They've each probably filled up many bins with scrumpled up bits of paper with rejected ideas on them.
There would be an obvious temptation to present an abridged version of Wolstenholme's commentary...
"Well, it now most certainly IS ALL OVER, and England are again football's World Champions!"...but that's a fairly easy option and not particularly memorable.
The lyrics of "3 Lions" could be appropriated to some degree...
"Well after 40 years of hurt, we've never stopped dreaming, and the dream has now become a reality!
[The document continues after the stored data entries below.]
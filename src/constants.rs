//! Centralized constants for the MSSQL data MCP server.
//!
//! This module contains all magic numbers and default values used throughout
//! the codebase, making them easy to find, understand, and modify.

use std::time::Duration;

// =============================================================================
// Timeout Constants
// =============================================================================

/// Default connection timeout in seconds.
pub const DEFAULT_CONNECTION_TIMEOUT_SECS: u64 = 30;

/// Default query timeout in seconds.
pub const DEFAULT_QUERY_TIMEOUT_SECS: u64 = 30;

/// Time allowed for closing the pool during shutdown.
pub const SHUTDOWN_TIMEOUT: Duration = Duration::from_secs(5);

// =============================================================================
// Connection Pool Constants
// =============================================================================

/// Default SQL Server port.
pub const DEFAULT_PORT: u16 = 1433;

/// Default maximum connections in pool.
pub const DEFAULT_MAX_CONNECTIONS: u32 = 10;

/// Idle connections older than this are reaped by the pool.
pub const DEFAULT_IDLE_TIMEOUT: Duration = Duration::from_secs(600);

/// Application name reported to SQL Server.
pub const APPLICATION_NAME: &str = "mssql-data-mcp";

// =============================================================================
// Azure AD Token Constants
// =============================================================================

/// Scope requested for Azure SQL Database access tokens.
pub const AZURE_SQL_SCOPE: &str = "https://database.windows.net/.default";

/// A cached token is refreshed once it is within this many seconds of expiry.
pub const TOKEN_REFRESH_MARGIN_SECS: i64 = 2 * 60;

/// Assumed token lifetime, in seconds, when the identity provider reports no expiry.
pub const TOKEN_FALLBACK_LIFETIME_SECS: i64 = 30 * 60;

// =============================================================================
// Result and Input Size Constants
// =============================================================================

/// Default maximum rows returned by `read_data`.
pub const DEFAULT_MAX_RESULT_ROWS: usize = 10_000;

/// Maximum length of a `read_data` query, in characters.
pub const MAX_READ_QUERY_LENGTH: usize = 10_000;

/// Bound values per statement.
///
/// SQL Server allows 2100 parameters per request, and `sp_executesql` takes two
/// of them for the statement text and parameter declarations.
pub const MAX_STATEMENT_PARAMETERS: usize = 2_098;

/// SQL Server accepts at most 1000 row value expressions per INSERT.
pub const MAX_INSERT_ROWS: usize = 1_000;

// =============================================================================
// Client-facing Messages
// =============================================================================

/// Generic message returned when a tool fails for a non-validation reason.
pub const GENERIC_OPERATION_ERROR: &str =
    "An error occurred while executing the database operation. Check server logs for details.";

/// Logged when SQL authentication cannot establish a connection; callers see
/// [`GENERIC_OPERATION_ERROR`].
pub const STATIC_CONNECTION_FAILED: &str =
    "Database connection failed. Verify SQL_USERNAME, SQL_PASSWORD, and server connectivity.";

/// Logged when Azure AD authentication cannot establish a connection; callers
/// see [`GENERIC_OPERATION_ERROR`].
pub const TOKEN_CONNECTION_FAILED: &str =
    "Database connection failed. Verify Azure AD authentication and server connectivity.";

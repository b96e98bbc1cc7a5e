//! Configuration management for the MSSQL data MCP server.
//!
//! Configuration is loaded from environment variables following the 12-factor app pattern.
//! Loading goes through [`SettingsSource`] so the credential resolver can re-read the
//! settings on every reconnect and tests can supply a plain map.

use crate::constants::{
    APPLICATION_NAME, DEFAULT_CONNECTION_TIMEOUT_SECS, DEFAULT_IDLE_TIMEOUT,
    DEFAULT_MAX_CONNECTIONS, DEFAULT_MAX_RESULT_ROWS, DEFAULT_PORT, DEFAULT_QUERY_TIMEOUT_SECS,
};
use crate::error::ServerError;
use secrecy::SecretString;
use std::collections::HashMap;
use std::str::FromStr;
use std::time::Duration;
use tracing::warn;

/// A key/value source of settings.
pub trait SettingsSource: Send + Sync {
    /// Look up a setting. Returns `None` when the key is not set.
    fn get(&self, key: &str) -> Option<String>;
}

/// Reads settings from the process environment.
#[derive(Debug, Clone, Copy, Default)]
pub struct ProcessEnv;

impl SettingsSource for ProcessEnv {
    fn get(&self, key: &str) -> Option<String> {
        std::env::var(key).ok()
    }
}

impl SettingsSource for HashMap<String, String> {
    fn get(&self, key: &str) -> Option<String> {
        HashMap::get(self, key).cloned()
    }
}

/// Server configuration loaded from environment variables.
#[derive(Debug)]
pub struct Config {
    /// Database connection configuration
    pub database: DatabaseConfig,

    /// Advertise and accept only the read-only tools
    pub read_only: bool,

    /// Per-statement timeout
    pub query_timeout: Duration,

    /// Maximum rows returned by `read_data`
    pub max_result_rows: usize,
}

/// Database connection configuration.
#[derive(Debug)]
pub struct DatabaseConfig {
    /// SQL Server hostname or IP address
    pub host: String,

    /// SQL Server port (default: 1433)
    pub port: u16,

    /// Database name
    pub database: String,

    /// SQL authentication credentials; `None` selects Azure AD token auth
    pub credentials: Option<StaticCredentials>,

    /// Enable TLS encryption
    pub encrypt: bool,

    /// Trust server certificate (for self-signed certs)
    pub trust_server_certificate: bool,

    /// Connection timeout
    pub connection_timeout: Duration,

    /// Maximum number of connections in the pool
    pub max_connections: u32,

    /// Idle connection timeout
    pub idle_timeout: Duration,

    /// Application name sent to SQL Server
    pub application_name: String,
}

/// SQL Server username/password pair.
#[derive(Debug)]
pub struct StaticCredentials {
    pub username: String,
    pub password: SecretString,
}

/// How the server authenticates to SQL Server.
#[derive(Debug, Clone, Copy, PartialEq, Eq)]
pub enum AuthMode {
    /// SQL Server authentication with a fixed username/password.
    Static,
    /// Azure AD access token, refreshed before expiry.
    Token,
}

impl AuthMode {
    /// Derive the auth mode from the presence of `SQL_USERNAME`.
    ///
    /// This only looks at the username; whether the pair is complete is checked
    /// when the configuration is loaded.
    pub fn detect(source: &dyn SettingsSource) -> Self {
        if non_empty(source, "SQL_USERNAME").is_some() {
            AuthMode::Static
        } else {
            AuthMode::Token
        }
    }
}

impl std::fmt::Display for AuthMode {
    fn fmt(&self, f: &mut std::fmt::Formatter<'_>) -> std::fmt::Result {
        match self {
            AuthMode::Static => write!(f, "sql"),
            AuthMode::Token => write!(f, "azure-ad"),
        }
    }
}

impl Config {
    /// Load configuration from the process environment.
    pub fn from_env() -> Result<Self, ServerError> {
        Self::from_source(&ProcessEnv)
    }

    /// Load configuration from a settings source.
    ///
    /// # Settings
    ///
    /// ## Required
    /// - `SERVER_NAME`: SQL Server host, optionally `host,port` and an optional `tcp:` prefix
    /// - `DATABASE_NAME`: Database name
    ///
    /// ## Optional
    /// - `SQL_USERNAME` / `SQL_PASSWORD`: SQL authentication (both or neither);
    ///   Azure AD token authentication is used when both are unset
    /// - `TRUST_SERVER_CERTIFICATE`: Trust server certificate (default: false)
    /// - `ENCRYPT`: Enable TLS (default: true)
    /// - `CONNECTION_TIMEOUT`: Connection timeout in seconds (default: 30, minimum: 1)
    /// - `QUERY_TIMEOUT`: Statement timeout in seconds (default: 30, minimum: 1)
    /// - `MAX_RESULT_ROWS`: Rows returned by read_data (default: 10000)
    /// - `POOL_MAX_CONNECTIONS`: Maximum pool connections (default: 10)
    /// - `READONLY`: Only expose read tools (default: false)
    pub fn from_source(source: &dyn SettingsSource) -> Result<Self, ServerError> {
        let (server, database) = match (
            non_empty(source, "SERVER_NAME"),
            non_empty(source, "DATABASE_NAME"),
        ) {
            (Some(server), Some(database)) => (server, database),
            _ => {
                return Err(ServerError::config(
                    "SERVER_NAME and DATABASE_NAME environment variables are required",
                ))
            }
        };

        let (host, port) = parse_server_name(&server)?;
        let credentials = load_credentials(source)?;

        let encrypt = parse_bool(source, "ENCRYPT", true);
        let trust_server_certificate = parse_bool(source, "TRUST_SERVER_CERTIFICATE", false);
        let read_only = parse_bool(source, "READONLY", false);

        // The pool builder rejects a zero connection timeout
        let connection_timeout_secs =
            parse_number(source, "CONNECTION_TIMEOUT", DEFAULT_CONNECTION_TIMEOUT_SECS).max(1);
        let query_timeout_secs =
            parse_number(source, "QUERY_TIMEOUT", DEFAULT_QUERY_TIMEOUT_SECS).max(1);
        let max_result_rows = parse_number(source, "MAX_RESULT_ROWS", DEFAULT_MAX_RESULT_ROWS);
        let max_connections =
            parse_number(source, "POOL_MAX_CONNECTIONS", DEFAULT_MAX_CONNECTIONS).max(1);

        Ok(Config {
            database: DatabaseConfig {
                host,
                port,
                database,
                credentials,
                encrypt,
                trust_server_certificate,
                connection_timeout: Duration::from_secs(connection_timeout_secs),
                max_connections,
                idle_timeout: DEFAULT_IDLE_TIMEOUT,
                application_name: APPLICATION_NAME.to_string(),
            },
            read_only,
            query_timeout: Duration::from_secs(query_timeout_secs),
            max_result_rows,
        })
    }

    /// Authentication mode selected by this configuration.
    pub fn auth_mode(&self) -> AuthMode {
        if self.database.credentials.is_some() {
            AuthMode::Static
        } else {
            AuthMode::Token
        }
    }
}

/// Read the SQL credential pair.
///
/// An empty value counts as unset, so `SQL_USERNAME=""` with a password is an
/// asymmetric pair.
fn load_credentials(source: &dyn SettingsSource) -> Result<Option<StaticCredentials>, ServerError> {
    let username = non_empty(source, "SQL_USERNAME");
    let password = non_empty(source, "SQL_PASSWORD");

    match (username, password) {
        (Some(username), Some(password)) => {
            if username.trim().is_empty() || password.trim().is_empty() {
                return Err(ServerError::config(
                    "SQL_USERNAME and SQL_PASSWORD must be non-empty strings",
                ));
            }
            Ok(Some(StaticCredentials {
                username,
                password: SecretString::from(password),
            }))
        }
        (None, None) => Ok(None),
        _ => Err(ServerError::config(
            "Both SQL_USERNAME and SQL_PASSWORD must be provided together for SQL Authentication",
        )),
    }
}

/// Split `SERVER_NAME` into host and port.
///
/// Accepts `host`, `host,port` and the `tcp:` prefix used in Azure connection strings.
fn parse_server_name(server: &str) -> Result<(String, u16), ServerError> {
    let trimmed = server.trim();
    let without_prefix = trimmed
        .strip_prefix("tcp:")
        .or_else(|| trimmed.strip_prefix("TCP:"))
        .unwrap_or(trimmed);

    match without_prefix.split_once(',') {
        Some((host, port)) => {
            let port = port.trim().parse::<u16>().map_err(|_| {
                ServerError::config(format!("Invalid port in SERVER_NAME: '{}'", port.trim()))
            })?;
            Ok((host.trim().to_string(), port))
        }
        None => Ok((without_prefix.to_string(), DEFAULT_PORT)),
    }
}

fn non_empty(source: &dyn SettingsSource, key: &str) -> Option<String> {
    source.get(key).filter(|v| !v.is_empty())
}

fn parse_bool(source: &dyn SettingsSource, key: &str, default: bool) -> bool {
    source
        .get(key)
        .map(|v| v.trim().eq_ignore_ascii_case("true") || v.trim() == "1")
        .unwrap_or(default)
}

fn parse_number<T: FromStr + std::fmt::Display + Copy>(
    source: &dyn SettingsSource,
    key: &str,
    default: T,
) -> T {
    match source.get(key) {
        Some(raw) => raw.trim().parse().unwrap_or_else(|_| {
            warn!("Ignoring invalid {} value '{}', using {}", key, raw, default);
            default
        }),
        None => default,
    }
}
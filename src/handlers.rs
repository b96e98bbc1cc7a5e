//! ServerHandler implementation for the MSSQL data MCP server.
//!
//! `tools/list` and `tools/call` are mapped onto the [`Dispatcher`](crate::dispatch::Dispatcher);
//! no other capability is advertised.

use crate::server::MssqlMcpServer;
use rmcp::handler::server::ServerHandler;
use rmcp::model::{
    CallToolRequestParam, CallToolResult, Implementation, ListToolsResult, PaginatedRequestParam,
    ProtocolVersion, ServerCapabilities, ServerInfo, Tool,
};
use rmcp::service::{RequestContext, RoleServer};
use rmcp::ErrorData;
use serde_json::Value;
use std::sync::Arc;
use tracing::info;

impl ServerHandler for MssqlMcpServer {
    /// Server identification - called during initialization handshake.
    fn get_info(&self) -> ServerInfo {
        info!("MCP client requesting server info");

        ServerInfo {
            protocol_version: ProtocolVersion::LATEST,
            capabilities: ServerCapabilities::builder().enable_tools().build(),
            server_info: Implementation {
                name: env!("CARGO_PKG_NAME").to_string(),
                title: Some("MSSQL Data MCP Server".to_string()),
                version: env!("CARGO_PKG_VERSION").to_string(),
                icons: None,
                website_url: None,
            },
            instructions: Some(build_instructions(self)),
        }
    }

    async fn list_tools(
        &self,
        _request: Option<PaginatedRequestParam>,
        _context: RequestContext<RoleServer>,
    ) -> Result<ListToolsResult, ErrorData> {
        let tools = self
            .dispatcher
            .list_tools()
            .into_iter()
            .map(|def| Tool::new(def.name, def.description, Arc::new(def.input_schema)))
            .collect();

        Ok(ListToolsResult::with_all_items(tools))
    }

    async fn call_tool(
        &self,
        request: CallToolRequestParam,
        _context: RequestContext<RoleServer>,
    ) -> Result<CallToolResult, ErrorData> {
        let args = request.arguments.map(Value::Object);
        let response = self.dispatcher.dispatch(&request.name, args).await;
        Ok(response.into())
    }
}

/// Build server instructions based on the current mode.
fn build_instructions(server: &MssqlMcpServer) -> String {
    let mut instructions = String::new();

    instructions.push_str("# MSSQL Data MCP Server\n\n");
    instructions.push_str(&format!(
        "Table operations on the SQL Server database `{}`.\n\n",
        server.database
    ));

    if server.dispatcher.is_read_only() {
        instructions.push_str("**Read-only mode**: only `list_table`, `read_data` and `describe_table` are available.\n\n");
    } else {
        instructions.push_str("Tables can be created, described, listed and dropped; rows can be inserted, read and updated.\n\n");
    }

    instructions.push_str("### Best Practices\n");
    instructions.push_str("1. Use `list_table` and `describe_table` before writing queries\n");
    instructions.push_str("2. `read_data` accepts a single SELECT (or WITH) statement\n");
    instructions.push_str("3. `update_data` always requires a WHERE clause\n");

    instructions
}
England are World Champions for the 2006 FIFA World Cup!"
Maybe a homage to previous heroes...
"And Sir Alf Ramsay will be looking down on this with a smile on his face as the referee blows his whistle to signal that England, yes England, at last, are World Champions..!"
Arise "Sir Sven...!"
I'd imagine Sir Geoff Hurst might have mixed feelings about it, as he's likely to be asked less often "Did the ball really cross the line?" and bore us for another 40 years on his 1966 memoirs.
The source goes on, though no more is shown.